**EXERCISE**. For this exercise, print all of the entries exactly as given.

**DATA EXTRACTS**.
use crossterm::event::KeyCode;
use ratatui::layout::{Alignment, Constraint, Layout};
use ratatui::prelude::{Frame, Rect};
use ratatui::style::{Modifier, Style};
use ratatui::text::{Line, Span, Text};
use ratatui::widgets::{Block, Borders, Paragraph, Wrap};
use tui_dispatch::EventKind;
use tui_dispatch_components::{
    StatusBar, StatusBarHint, StatusBarProps, StatusBarSection, StatusBarStyle,
};

use super::{format_name, spinner, type_badge, Component};
use crate::action::Action;
use crate::state::{AppState, EntitySummary};
use crate::theme;

pub struct DexListProps<'a> {
    pub state: &'a AppState,
    pub is_focused: bool,
}

/// Paginated list screen
#[derive(Default)]
pub struct DexList;

impl Component<Action> for DexList {
    type Props<'a> = DexListProps<'a>;

    fn handle_event(
        &mut self,
        event: &EventKind,
        props: Self::Props<'_>,
    ) -> impl IntoIterator<Item = Action> {
        if !props.is_focused {
            return None;
        }

        match event {
            EventKind::Key(key) => match key.code {
                KeyCode::Char('j') | KeyCode::Down => Some(Action::SelectionMove(1)),
                KeyCode::Char('k') | KeyCode::Up => Some(Action::SelectionMove(-1)),
                KeyCode::Char('l') | KeyCode::Right | KeyCode::PageDown => {
                    Some(Action::PageNext)
                }
                KeyCode::Char('h') | KeyCode::Left | KeyCode::PageUp => Some(Action::PagePrev),
                KeyCode::Char('g') | KeyCode::Home => Some(Action::PageFirst),
                KeyCode::Char('G') | KeyCode::End => Some(Action::PageLast),
                KeyCode::Enter => props
                    .state
                    .selected_entity()
                    .map(|entity| Action::NavDetail(Some(entity.name.clone()))),
                KeyCode::Char('q') => Some(Action::Quit),
                _ => None,
            },
            _ => None,
        }
    }

    fn render(&mut self, frame: &mut Frame, area: Rect, props: DexListProps<'_>) {
        let state = props.state;
        let chunks = Layout::vertical([
            Constraint::Length(3), // Header
            Constraint::Min(3),    // Entries
            Constraint::Length(1), // Help bar
        ])
        .split(area);

        frame.render_widget(
            Block::default().style(Style::default().bg(theme::BG_BASE)),
            area,
        );
        render_header(frame, chunks[0], state);
        render_entries(frame, chunks[1], state);

        let mut status_bar = StatusBar::new();
        <StatusBar as Component<Action>>::render(
            &mut status_bar,
            frame,
            chunks[2],
            StatusBarProps {
                left: StatusBarSection::empty(),
                center: StatusBarSection::hints(&[
                    StatusBarHint::new("j/k", "move"),
                    StatusBarHint::new("h/l", "page"),
                    StatusBarHint::new("Enter", "open"),
                    StatusBarHint::new("q", "quit"),
                ]),
                right: StatusBarSection::empty(),
                style: StatusBarStyle::default(),
                is_focused: false,
            },
        );
    }
}

fn render_header(frame: &mut Frame, area: Rect, state: &AppState) {
    let status = if let Some(entries) = state.collection.data() {
        format!("{} entries", entries.len())
    } else if state.collection.is_failed() {
        "unavailable".to_string()
    } else {
        format!("loading {}", spinner(state.tick_count))
    };
    let mut spans = vec![
        Span::styled(
            format!("Page {}/{}", state.page, state.total_pages()),
            Style::default()
                .fg(theme::ACCENT_GOLD)
                .add_modifier(Modifier::BOLD),
        ),
        Span::raw("  |  "),
        Span::styled(status, Style::default().fg(theme::TEXT_DIM)),
    ];
    // Art of the row under the cursor
    if let Some(entity) = state.selected_entity() {
        if !entity.image_url.is_empty() {
            spans.push(Span::raw("  |  "));
            spans.push(Span::styled("Art ", Style::default().fg(theme::TEXT_DIM)));
            spans.push(Span::raw(entity.image_url.clone()));
        }
    }
    let line = Line::from(spans);
    let block = Block::default()
        .borders(Borders::ALL)
        .title("POKEDEX")
        .style(Style::default().bg(theme::BG_PANEL).fg(theme::TEXT_MAIN))
        .border_style(Style::default().fg(theme::ACCENT_TEAL));
    frame.render_widget(Paragraph::new(line).block(block), area);
}

fn render_entries(frame: &mut Frame, area: Rect, state: &AppState) {
    let block = Block::default()
        .borders(Borders::ALL)
        .title("DEX")
        .style(Style::default().bg(theme::BG_PANEL).fg(theme::TEXT_MAIN));

    let text = if let Some(entries) = state.collection.data() {
        if entries.is_empty() {
            Text::from(Line::styled(
                "No entries.",
                Style::default().fg(theme::TEXT_DIM),
            ))
        } else {
            let opacity = state.list_opacity();
            Text::from(
                state
                    .visible()
                    .iter()
                    .enumerate()
                    .map(|(index, entity)| entry_line(entity, index == state.cursor, opacity))
                    .collect::<Vec<_>>(),
            )
        }
    } else if let Some(error) = state.collection.error() {
        Text::from(vec![
            Line::styled(
                "Error loading pokedex",
                Style::default()
                    .fg(theme::ERROR_RED)
                    .add_modifier(Modifier::BOLD),
            ),
            Line::styled(error.to_string(), Style::default().fg(theme::TEXT_DIM)),
        ])
    } else {
        Text::from(Line::styled(
            format!("Loading pokedex... {}", spinner(state.tick_count)),
            Style::default().fg(theme::TEXT_DIM),
        ))
    };

    let alignment = if state.collection.is_loaded() {
        Alignment::Left
    } else {
        Alignment::Center
    };
    frame.render_widget(
        Paragraph::new(text)
            .block(block)
            .alignment(alignment)
            .wrap(Wrap { trim: false }),
        area,
    );
}

fn entry_line(entity: &EntitySummary, selected: bool, opacity: f32) -> Line<'static> {
    let mut style = Style::default().fg(theme::fade(theme::TEXT_MAIN, opacity));
    if selected {
        style = style
            .bg(theme::fade(theme::BG_HIGHLIGHT, opacity))
            .add_modifier(Modifier::BOLD);
    }
    let marker = if selected { ">" } else { " " };
    let mut spans = vec![
        Span::styled(format!("{marker} #{:03} ", entity.id), style),
        Span::styled(format!("{:<14}", format_name(&entity.name)), style),
    ];
    for category in &entity.categories {
        spans.push(Span::raw(" "));
        spans.push(type_badge(category, opacity));
    }
    Line::from(spans)
}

**SOLUTION**.
use crossterm::event::KeyCode;
use ratatui::layout::{Alignment, Constraint, Layout};
use ratatui::prelude::{Frame, Rect};
use ratatui::style::{Modifier, Style};
use ratatui::text::{Line, Span, Text};
use ratatui::widgets::{Block, Borders, Paragraph, Wrap};
use tui_dispatch::EventKind;
use tui_dispatch_components::{
    StatusBar, StatusBarHint, StatusBarProps, StatusBarSection, StatusBarStyle,
};

use super::{format_name, spinner, type_badge, Component};
use crate::action::Action;
use crate::state::{AppState, EntitySummary};
use crate::theme;

pub struct DexListProps<'a> {
    pub state: &'a AppState,
    pub is_focused: bool,
}

/// Paginated list screen
#[derive(Default)]
pub struct DexList;

impl Component<Action> for DexList {
    type Props<'a> = DexListProps<'a>;

    fn handle_event(
        &mut self,
        event: &EventKind,
        props: Self::Props<'_>,
    ) -> impl IntoIterator<Item = Action> {
        if !props.is_focused {
            return None;
        }

        match event {
            EventKind::Key(key) => match key.code {
                KeyCode::Char('j') | KeyCode::Down => Some(Action::SelectionMove(1)),
                KeyCode::Char('k') | KeyCode::Up => Some(Action::SelectionMove(-1)),
                KeyCode::Char('l') | KeyCode::Right | KeyCode::PageDown => {
                    Some(Action::PageNext)
                }
                KeyCode::Char('h') | KeyCode::Left | KeyCode::PageUp => Some(Action::PagePrev),
                KeyCode::Char('g') | KeyCode::Home => Some(Action::PageFirst),
                KeyCode::Char('G') | KeyCode::End => Some(Action::PageLast),
                KeyCode::Enter => props
                    .state
                    .selected_entity()
                    .map(|entity| Action::NavDetail(Some(entity.name.clone()))),
                KeyCode::Char('q') => Some(Action::Quit),
                _ => None,
            },
            _ => None,
        }
    }

    fn render(&mut self, frame: &mut Frame, area: Rect, props: DexListProps<'_>) {
        let state = props.state;
        let chunks = Layout::vertical([
            Constraint::Length(3), // Header
            Constraint::Min(3),    // Entries
            Constraint::Length(1), // Help bar
        ])
        .split(area);

        frame.render_widget(
            Block::default().style(Style::default().bg(theme::BG_BASE)),
            area,
        );
        render_header(frame, chunks[0], state);
        render_entries(frame, chunks[1], state);

        let mut status_bar = StatusBar::new();
        <StatusBar as Component<Action>>::render(
            &mut status_bar,
            frame,
            chunks[2],
            StatusBarProps {
                left: StatusBarSection::empty(),
                center: StatusBarSection::hints(&[
                    StatusBarHint::new("j/k", "move"),
                    StatusBarHint::new("h/l", "page"),
                    StatusBarHint::new("Enter", "open"),
                    StatusBarHint::new("q", "quit"),
                ]),
                right: StatusBarSection::empty(),
                style: StatusBarStyle::default(),
                is_focused: false,
            },
        );
    }
}

fn render_header(frame: &mut Frame, area: Rect, state: &AppState) {
    let status = if let Some(entries) = state.collection.data() {
        format!("{} entries", entries.len())
    } else if state.collection.is_failed() {
        "unavailable".to_string()
    } else {
        format!("loading {}", spinner(state.tick_count))
    };
    let mut spans = vec![
        Span::styled(
            format!("Page {}/{}", state.page, state.total_pages()),
            Style::default()
                .fg(theme::ACCENT_GOLD)
                .add_modifier(Modifier::BOLD),
        ),
        Span::raw("  |  "),
        Span::styled(status, Style::default().fg(theme::TEXT_DIM)),
    ];
    // Art of the row under the cursor
    if let Some(entity) = state.selected_entity() {
        if !entity.image_url.is_empty() {
            spans.push(Span::raw("  |  "));
            spans.push(Span::styled("Art ", Style::default().fg(theme::TEXT_DIM)));
            spans.push(Span::raw(entity.image_url.clone()));
        }
    }
    let line = Line::from(spans);
    let block = Block::default()
        .borders(Borders::ALL)
        .title("POKEDEX")
        .style(Style::default().bg(theme::BG_PANEL).fg(theme::TEXT_MAIN))
        .border_style(Style::default().fg(theme::ACCENT_TEAL));
    frame.render_widget(Paragraph::new(line).block(block), area);
}

fn render_entries(frame: &mut Frame, area: Rect, state: &AppState) {
    let block = Block::default()
        .borders(Borders::ALL)
        .title("DEX")
        .style(Style::default().bg(theme::BG_PANEL).fg(theme::TEXT_MAIN));

    let text = if let Some(entries) = state.collection.data() {
        if entries.is_empty() {
            Text::from(Line::styled(
                "No entries.",
                Style::default().fg(theme::TEXT_DIM),
            ))
        } else {
            let opacity = state.list_opacity();
            Text::from(
                state
                    .visible()
                    .iter()
                    .enumerate()
                    .map(|(index, entity)| entry_line(entity, index == state.cursor, opacity))
                    .collect::<Vec<_>>(),
            )
        }
    } else if let Some(error) = state.collection.error() {
        Text::from(vec![
            Line::styled(
                "Error loading pokedex",
                Style::default()
                    .fg(theme::ERROR_RED)
                    .add_modifier(Modifier::BOLD),
            ),
            Line::styled(error.to_string(), Style::default().fg(theme::TEXT_DIM)),
        ])
    } else {
        Text::from(Line::styled(
            format!("Loading pokedex... {}", spinner(state.tick_count)),
            Style::default().fg(theme::TEXT_DIM),
        ))
    };

    let alignment = if state.collection.is_loaded() {
        Alignment::Left
    } else {
        Alignment::Center
    };
    frame.render_widget(
        Paragraph::new(text)
            .block(block)
            .alignment(alignment)
            .wrap(Wrap { trim: false }),
        area,
    );
}

fn entry_line(entity: &EntitySummary, selected: bool, opacity: f32) -> Line<'static> {
    let mut style = Style::default().fg(theme::fade(theme::TEXT_MAIN, opacity));
    if selected {
        style = style
            .bg(theme::fade(theme::BG_HIGHLIGHT, opacity))
            .add_modifier(Modifier::BOLD);
    }
    let marker = if selected { ">" } else { " " };
    let mut spans = vec![
        Span::styled(format!("{marker} #{:03} ", entity.id), style),
        Span::styled(format!("{:<14}", format_name(&entity.name)), style),
    ];
    for category in &entity.categories {
        spans.push(Span::raw(" "));
        spans.push(type_badge(category, opacity));
    }
    Line::from(spans)
}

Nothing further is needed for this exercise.